First, we need to calculate the mole fraction of the solvent (benzene).

1. Calculate the number of moles of biphenyl:
- Determine the molar mass of biphenyl (C12H10):
12(12.01 g/mol) + 10(1.01 g/mol) = 154.22 g/mol
- Convert the mass of biphenyl to moles:
19.6 g / 154.22 g/mol = 0.127 moles

2. Calculate the number of moles of benzene:
- Determine the molar mass of benzene (C6H6):
6(12.01 g/mol) + 6(1.01 g/mol) = 78.11 g/mol
- Convert the mass of benzene to moles:
25.1 g / 78.11 g/mol = 0.321 moles

3. Calculate the mole fraction of benzene:
Mole fraction of benzene = moles of benzene / total moles
Mole fraction of benzene = 0.321 moles / (0.127 moles + 0.321 moles) = 0.716

Now we can use Raoult's law to find the vapor pressure of the solution.

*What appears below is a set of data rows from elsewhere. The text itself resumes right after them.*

use std::time::Duration;

use chrono::Utc;
use http::HeaderMap;
use jsonwebtoken::{decode, encode, Algorithm, DecodingKey, EncodingKey, Header, Validation};
use serde::{Deserialize, Serialize};
use tracing::{debug, warn};

use super::{
    AuthenticatedIdentity, IdentityError, IdentitySource, Permissions, AUTHORIZATION_HEADER,
    USER_ID_HEADER,
};
use crate::config::GatewayConfig;

/// Claims of the short-lived token minted by the key-verification middleware.
#[derive(Debug, Clone, Serialize, Deserialize)]
pub struct IdentityClaims {
    pub sub: String,
    #[serde(default, skip_serializing_if = "Option::is_none")]
    pub permissions: Option<Vec<String>>,
    pub exp: usize,
}

pub struct IdentityExtractor {
    decoding_key: Option<DecodingKey>,
    validation: Validation,
    trust_identity_header: bool,
}

impl IdentityExtractor {
    pub fn new(config: &GatewayConfig) -> Self {
        let mut validation = Validation::new(Algorithm::HS256);
        validation.algorithms = vec![Algorithm::HS256];

        Self {
            decoding_key: config
                .identity_jwt_secret
                .as_ref()
                .map(|secret| DecodingKey::from_secret(secret.as_bytes())),
            validation,
            trust_identity_header: config.trust_identity_header,
        }
    }

    pub fn extract_from_token(&self, token: &str) -> Result<AuthenticatedIdentity, IdentityError> {
        let decoding_key = self
            .decoding_key
            .as_ref()
            .ok_or(IdentityError::MissingIdentity)?;

        let claims = decode::<IdentityClaims>(token, decoding_key, &self.validation)?.claims;
        let user_id = claims.sub.trim();
        if user_id.is_empty() {
            return Err(IdentityError::EmptySubject);
        }

        let permissions = claims
            .permissions
            .as_deref()
            .map(Permissions::from_claim)
            .unwrap_or(Permissions::Everything);

        debug!(user_id = %user_id, "identity established from token");
        Ok(AuthenticatedIdentity::new(user_id, IdentitySource::Token).with_permissions(permissions))
    }

    /// A bearer token, when present, is authoritative: an invalid token is
    /// never retried against the trusted header.
    pub fn extract_from_request(
        &self,
        headers: &HeaderMap,
    ) -> Result<AuthenticatedIdentity, IdentityError> {
        if self.decoding_key.is_some() {
            if let Some(token) = headers
                .get(AUTHORIZATION_HEADER)
                .and_then(|value| value.to_str().ok())
                .and_then(|value| value.strip_prefix("Bearer "))
            {
                return self.extract_from_token(token.trim()).map_err(|err| {
                    warn!(error = %err, "rejected identity token");
                    err
                });
            }
        }

        if self.trust_identity_header {
            if let Some(user_id) = headers
                .get(USER_ID_HEADER)
                .and_then(|value| value.to_str().ok())
                .map(str::trim)
                .filter(|value| !value.is_empty())
            {
                debug!(user_id = %user_id, "identity established from trusted header");
                return Ok(AuthenticatedIdentity::new(user_id, IdentitySource::Header));
            }
        }

        Err(IdentityError::MissingIdentity)
    }
}

/// Mints an identity token the way the key-verification middleware does.
pub fn mint_token(
    secret: &str,
    user_id: &str,
    permissions: Option<Vec<String>>,
    ttl: Duration,
) -> Result<String, IdentityError> {
    let ttl = chrono::Duration::from_std(ttl)
        .map_err(|err| IdentityError::InvalidToken(err.to_string()))?;
    let claims = IdentityClaims {
        sub: user_id.to_string(),
        permissions,
        exp: (Utc::now() + ttl).timestamp().max(0) as usize,
    };

    Ok(encode(
        &Header::new(Algorithm::HS256),
        &claims,
        &EncodingKey::from_secret(secret.as_bytes()),
    )?)
}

The vapor pressure of the solution = mole fraction of benzene × vapor pressure of pure benzene

Vapor pressure of the solution = 0.716 × 100.84 torr = 72.18 torr

Therefore, the vapor pressure of the solution made from dissolving 19.6 g of biphenyl in 25.1 g of benzene is 72.18 torr.

mols biphenyl = grams/molar mass.

mols benzene = grams/molar mass.
Xbenzene = nbenzene/total mols.

Psoln = Xbenzene*Pobenzene